The order didn’t arrive as an official announcement in the aquarium. It was a whisper that made the hair on the back of her neck stand up while Magi furiously scrubbed the floor of a side hallway, trying to let the bleach erase the trail of her own skin. May leaned in; her breath, as cold as the penguin tank, brushed her ear.

—Valence opens his exhibition tonight. Fractures. Only you are going. I’ll expect you in the office at eight. Wear something… appropriate.

The word "appropriate" vibrated like a lash. It wasn’t a suggestion, but the preamble to a terrifying expectation.

At eight o'clock sharp, Magi stood before May’s office. She wore her only evening dress: black, short, a relic from her college life that now fit her loosely, hanging from her haggard shoulders like a borrowed skin. She felt ridiculous, a child dressed up for a macabre performance.

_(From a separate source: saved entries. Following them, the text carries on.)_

use crate::engine::{Algorithm, InPlaceAlgorithm};
use crate::image::{
    Domain, DomainKind, ImageError, ImageState, Sample, TypedState, ValueType, Variant,
    visit_state,
};

/// Copies the samples of `source` into the visited image wherever both
/// extents overlap.
///
/// Both images must share a domain other than half-frequency. Real samples
/// widen into complex targets; complex samples never narrow.
#[derive(Debug, Clone, Copy)]
pub struct Paste<'a> {
    source: &'a ImageState,
}

impl<'a> Paste<'a> {
    pub fn new(source: &'a ImageState) -> Self {
        Self { source }
    }
}

impl Algorithm for Paste<'_> {
    fn name(&self) -> &str {
        "paste"
    }

    fn supports(&self, variant: Variant) -> bool {
        let source = self.source.variant();
        variant.domain == source.domain
            && variant.domain != Domain::HalfFrequency
            && (variant.value_type == ValueType::Complex || source.value_type == ValueType::Real)
    }
}

impl InPlaceAlgorithm for Paste<'_> {
    fn visit_mut<T: Sample, D: DomainKind>(
        &mut self,
        target: &mut TypedState<T, D>,
    ) -> Result<(), ImageError> {
        visit_state!(self.source, source => paste_into(source, target))
    }
}

fn paste_into<S, T, D, E>(
    source: &TypedState<S, E>,
    target: &mut TypedState<T, D>,
) -> Result<(), ImageError>
where
    S: Sample,
    T: Sample,
    D: DomainKind,
    E: DomainKind,
{
    let Some(overlap) = source.extent().intersection(&target.extent()) else {
        return Ok(());
    };
    for p in overlap.iter() {
        let v = source.value(p)?.into_value();
        let v = T::from_value(v).ok_or(ImageError::ValueTypeMismatch {
            expected: T::VALUE_TYPE,
            found: S::VALUE_TYPE,
        })?;
        target.set_value(p, v)?;
    }
    Ok(())
}

#[cfg(test)]
mod tests {
    use super::*;
    use crate::core::lattice::{Extent, Point, Size};
    use crate::engine::dispatch::apply_in_place;
    use crate::image::{Complex, PixelSampling, Value};

    fn state(start: Point, value_type: ValueType, domain: Domain) -> ImageState {
        let extent = Extent::from_size(start, Size::new(3, 3, 1).unwrap()).unwrap();
        ImageState::new(extent, value_type, domain, PixelSampling::default()).unwrap()
    }

    #[test]
    fn copies_only_the_overlap() {
        let mut source = state(Point::new(2, 2, 0), ValueType::Real, Domain::Spatial);
        for p in source.points() {
            source.set_value(p, Value::Real(1.0)).unwrap();
        }
        let mut target = state(Point::ORIGIN, ValueType::Real, Domain::Spatial);
        apply_in_place(&mut target, &mut Paste::new(&source)).unwrap();

        let ones: Vec<_> = target
            .points()
            .filter(|p| target.get_value(*p).unwrap() == Value::Real(1.0))
            .collect();
        assert_eq!(ones, vec![Point::new(2, 2, 0)]);
    }

    #[test]
    fn real_source_widens_into_complex_target() {
        let mut source = state(Point::ORIGIN, ValueType::Real, Domain::Frequency);
        source.set_value(Point::new(1, 1, 0), Value::Real(2.0)).unwrap();
        let mut target = state(Point::ORIGIN, ValueType::Complex, Domain::Frequency);
        apply_in_place(&mut target, &mut Paste::new(&source)).unwrap();
        assert_eq!(
            target.get_value(Point::new(1, 1, 0)).unwrap(),
            Value::Complex(Complex::new(2.0, 0.0))
        );
    }

    #[test]
    fn mismatched_domain_or_narrowing_is_unsupported() {
        let source = state(Point::ORIGIN, ValueType::Complex, Domain::Spatial);
        let mut real = state(Point::ORIGIN, ValueType::Real, Domain::Spatial);
        let mut freq = state(Point::ORIGIN, ValueType::Complex, Domain::Frequency);
        for target in [&mut real, &mut freq] {
            assert!(matches!(
                apply_in_place(target, &mut Paste::new(&source)),
                Err(ImageError::UnsupportedVariant { .. })
            ));
        }
    }
}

May opened the door. Her critical gaze ran over every inch of her figure.

—Adequate —she murmured, with the coldness of someone taking inventory—. Simplicity works. It doesn’t distract from the product.

From a coat rack, she pulled a men's tuxedo jacket, heavy and oversized, and placed it over her shoulders without delicacy.

—For professionalism. Let’s go.

The gallery was a white, sterile cube, an operating room for art where the spotlights created dramatic wells of light. And there, on the walls, were the trophies. The photographs of Magi dominated the central room at a monumental and obscene size. Her body was a study of shadows: the steampunk mask, the leather biting into her flesh, the immobilizing net. But what hurt the most were her eyes behind the metal slits: empty, resigned, terribly human in their defeat.

Valence approached, impeccable, with a glass of champagne that shone like gold.

—Magi. Perfect. You will be my special assistant —he declared, handing her a tablet—. Here you have the narrative for each piece. Present them. Be… descriptive.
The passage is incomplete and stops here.